Correspondence comprises over half of the collection and includes exchanges between Hyde and her parents, her children, and her suitors, along with several letters home about her experiences as boarding school.
Dates of Materials
- Creation: 1897 - 1978
Creator
- Hyde, Alice Beal Baker, 1897-1972 (Person)
Language of Materials
English
Conditions Governing Access
This collection is open for research use without restriction beyond the standard terms and conditions of Smith College Special Collections.
Conditions Governing Use
The Sophia Smith Collection owns copyright to Alice Beal Baker Hyde's unpublished works; however, copyright in other items in this collection may be held by their respective creators. For reproductions of materials that are governed by fair use as defined under U. S. Copyright Law, no permission to cite or publish is required. For instances which may regard materials in the collection not created by Alice Beal Baker Hyde, researchers are responsible for determining who may hold materials' copyrights and obtaining approval from them. Researchers do not need anything further from Smith College Special Collections to move forward with their use.
Biographical / Historical
Alice Beal Baker Hyde was born on 16 May 1897 in Chicago, Illinois. Her father was Ray Stannard Baker, a prominent McClure's magazine reporter who later won the Pulitzer Prize for his biography of Woodrow Wilson. Her mother, Jessie Irene Beal Baker, was a homemaker and mother of four children: Alice Beal, James Stannard, Roger Denio, and Rachel Moore. During Alice's early childhood, the family moved from Chicago to Bronxville, New York, where her father became an active participant in the New York City journalism scene until another move to East Lansing, Michigan, around 1908, presumably to be close to family relatives who lived in the area. Finally, in 1910, when Alice was thirteen years old, the Bakers settled down permanently in Amherst, Massachusetts.

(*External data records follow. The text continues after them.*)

use std::{
    fs,
    io::Write,
    path::{Path, PathBuf},
};

use tracing::info;

use crate::{
    errors::{PetSegError, Result},
    mask::SourceImage,
    traits::DisplaySurface,
};

/// Writes shown images to a file and shown text to a writer (stdout by default).
pub struct FileDisplay<W: Write = std::io::Stdout> {
    output: PathBuf,
    writer: W,
}

impl FileDisplay {
    pub fn new(output: &Path) -> Self {
        Self::with_writer(output, std::io::stdout())
    }
}

impl<W: Write> FileDisplay<W> {
    pub fn with_writer(output: &Path, writer: W) -> Self {
        Self {
            output: output.to_path_buf(),
            writer,
        }
    }

    pub fn output(&self) -> &Path {
        &self.output
    }

    pub fn into_writer(self) -> W {
        self.writer
    }
}

impl<W: Write> DisplaySurface for FileDisplay<W> {
    fn show_image(&mut self, image: &SourceImage) -> Result<()> {
        if let Some(parent) = self.output.parent().filter(|p| !p.as_os_str().is_empty()) {
            fs::create_dir_all(parent).map_err(|e| PetSegError::FileSystem {
                path: parent.to_path_buf(),
                operation: "output directory creation".to_string(),
                source: e,
            })?;
        }

        image
            .save(&self.output)
            .map_err(|e| PetSegError::ImageProcessing {
                path: self.output.display().to_string(),
                operation: "image save".to_string(),
                source: Box::new(e),
            })?;
        info!(path = %self.output.display(), "image written");
        Ok(())
    }

    fn show_text(&mut self, text: &str) -> Result<()> {
        writeln!(self.writer, "{text}").map_err(|e| PetSegError::FileSystem {
            path: PathBuf::from("<stdout>"),
            operation: "text output".to_string(),
            source: e,
        })
    }
}

/// Keeps everything that was shown, newest last.
#[derive(Debug, Default)]
pub struct RecordingDisplay {
    pub images: Vec<SourceImage>,
    pub texts: Vec<String>,
}

impl RecordingDisplay {
    pub fn new() -> Self {
        Self::default()
    }

    pub fn last_text(&self) -> Option<&str> {
        self.texts.last().map(String::as_str)
    }
}

impl DisplaySurface for RecordingDisplay {
    fn show_image(&mut self, image: &SourceImage) -> Result<()> {
        self.images.push(image.clone());
        Ok(())
    }

    fn show_text(&mut self, text: &str) -> Result<()> {
        self.texts.push(text.to_string());
        Ok(())
    }
}

#[cfg(test)]
mod tests {
    use super::*;
    use image::{Rgb, RgbImage};
    use tempfile::TempDir;

    #[test]
    fn test_file_display_writes_image_and_text() -> Result<()> {
        let temp_dir = TempDir::new()?;
        let output = temp_dir.path().join("out").join("mask.png");

        let mut display = FileDisplay::with_writer(&output, Vec::new());
        display.show_image(&SourceImage::from(RgbImage::from_pixel(2, 2, Rgb([255, 0, 0]))))?;
        display.show_text("Pet: 100.0%")?;

        let written = image::open(&output)?.to_rgb8();
        assert_eq!(*written.get_pixel(1, 1), Rgb([255, 0, 0]));
        assert_eq!(display.into_writer(), b"Pet: 100.0%\n");
        Ok(())
    }

    #[test]
    fn test_recording_display() -> Result<()> {
        let mut display = RecordingDisplay::new();
        display.show_text("first")?;
        display.show_text("second")?;
        assert_eq!(display.last_text(), Some("second"));
        assert!(display.images.is_empty());
        Ok(())
    }
}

She attended Amherst High School and then transferred to Rogers Hall School for Girls in Lowell, Massachusetts, where she spent the 1913-14 school year before enrolling at Smith College in the fall of 1914. At Smith, Hyde majored in Economics and minored in Sociology. In her spare time, she was a member of the Studio [art] Club and worked as the Arts Editor of the Class of 1918 Class Book. After graduating college, she stayed on at Smith as a member of the first class of the Smith School for Social Work, completing her social work degree in 1919.

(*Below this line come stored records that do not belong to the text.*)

use tracing::debug;

use crate::{errors::PetSegError, mask::SourceImage};

/// Where the current source image stands.
#[derive(Debug, Clone, Default)]
pub enum AcquisitionState {
    #[default]
    Idle,
    /// Waiting for a storage-read permission decision. `previous` is the image
    /// that was current when the request started, restored on denial.
    AwaitingPermission { previous: Option<SourceImage> },
    Ready(SourceImage),
}

impl AcquisitionState {
    pub const fn name(&self) -> &'static str {
        match self {
            AcquisitionState::Idle => "Idle",
            AcquisitionState::AwaitingPermission { .. } => "AwaitingPermission",
            AcquisitionState::Ready(_) => "Ready",
        }
    }
}

/// Answer to [`ImageAcquisition::request_gallery`].
#[derive(Debug, Clone, Copy, PartialEq, Eq)]
pub struct GalleryRequest {
    pub needs_permission: bool,
}

/// Owns the currently selected image and gates gallery access behind the
/// storage-read permission.
#[derive(Debug)]
pub struct ImageAcquisition {
    state: AcquisitionState,
    permission_required: bool,
    permission_granted: bool,
    generation: u64,
}

impl Default for ImageAcquisition {
    fn default() -> Self {
        Self::new(true)
    }
}

impl ImageAcquisition {
    /// `permission_required = false` models platforms where the picker needs
    /// no storage permission at all.
    pub const fn new(permission_required: bool) -> Self {
        Self {
            state: AcquisitionState::Idle,
            permission_required,
            permission_granted: false,
            generation: 0,
        }
    }

    pub const fn state(&self) -> &AcquisitionState {
        &self.state
    }

    /// Incremented whenever the stored image changes.
    pub const fn generation(&self) -> u64 {
        self.generation
    }

    pub const fn has_gallery_access(&self) -> bool {
        !self.permission_required || self.permission_granted
    }

    pub fn current_image(&self) -> Option<SourceImage> {
        match &self.state {
            AcquisitionState::Ready(image) => Some(image.clone()),
            _ => None,
        }
    }

    /// Camera capture never needs the storage permission.
    pub fn capture_from_camera(&mut self, image: SourceImage) {
        self.store(image, "camera");
    }

    /// Ask whether the gallery may be opened. Without access this moves to
    /// `AwaitingPermission` and the caller must resolve the permission before
    /// retrying. With access, a pending request is settled first so the image
    /// held before it becomes current again until the picker returns one.
    pub fn request_gallery(&mut self) -> GalleryRequest {
        if self.has_gallery_access() {
            self.settle_pending_request();
            return GalleryRequest {
                needs_permission: false,
            };
        }

        if !matches!(self.state, AcquisitionState::AwaitingPermission { .. }) {
            let previous = self.current_image();
            self.transition(AcquisitionState::AwaitingPermission { previous });
        }

        GalleryRequest {
            needs_permission: true,
        }
    }

    /// Store an image picked from the gallery. Without access the image is
    /// dropped and the state becomes `AwaitingPermission`.
    pub fn select_from_gallery(&mut self, image: SourceImage) -> GalleryRequest {
        let request = self.request_gallery();
        if !request.needs_permission {
            self.store(image, "gallery");
        }
        request
    }

    /// Record the grant. The state stays `AwaitingPermission` until the
    /// gallery flow is re-entered with [`Self::request_gallery`],
    /// [`Self::select_from_gallery`] or [`Self::gallery_cancelled`].
    pub fn permission_granted(&mut self) {
        debug!(state = self.state.name(), "storage permission granted");
        self.permission_granted = true;
    }

    /// Abandon the pending gallery request and hand back the notice to show.
    pub fn permission_denied(&mut self) -> PetSegError {
        self.permission_granted = false;
        self.settle_pending_request();
        PetSegError::PermissionDenied
    }

    /// The picker came back empty; keep whatever image was current before.
    pub fn gallery_cancelled(&mut self) {
        self.settle_pending_request();
    }

    fn settle_pending_request(&mut self) {
        if let AcquisitionState::AwaitingPermission { previous } = &mut self.state {
            let next = match previous.take() {
                Some(image) => AcquisitionState::Ready(image),
                None => AcquisitionState::Idle,
            };
            self.transition(next);
        }
    }

    /// Drop the current image at the end of a session.
    pub fn reset(&mut self) {
        if self.current_image().is_some() {
            self.generation += 1;
        }
        self.transition(AcquisitionState::Idle);
    }

    fn store(&mut self, image: SourceImage, source: &'static str) {
        let (width, height) = (image.width(), image.height());
        self.generation += 1;
        debug!(source, width, height, generation = self.generation, "source image stored");
        self.transition(AcquisitionState::Ready(image));
    }

    fn transition(&mut self, next: AcquisitionState) {
        debug!(from = self.state.name(), to = next.name(), "acquisition transition");
        self.state = next;
    }
}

Hyde got a job as a psychiatric social worker at the State Hospital in Boston in May 1919. In 1920, she left Boston to work for the American Red Cross in Detroit, Michigan, where she met her future husband, Mark Hyde, a 38-year-old World War I veteran whose travels to China and writerly aspirations intrigued her. They married on 10 September 1921, and shortly thereafter moved to Louisville, Kentucky, where she found a part time job in February of 1922 at the American Red Cross again, this time in conjunction with the U.S. Veterans Bureau's program to fund the needs of ex-servicemen. Later that year, Mark Hyde, then working in the automobile industry for Dodge Brothers, was transferred to Dallas, Texas, so the couple moved again.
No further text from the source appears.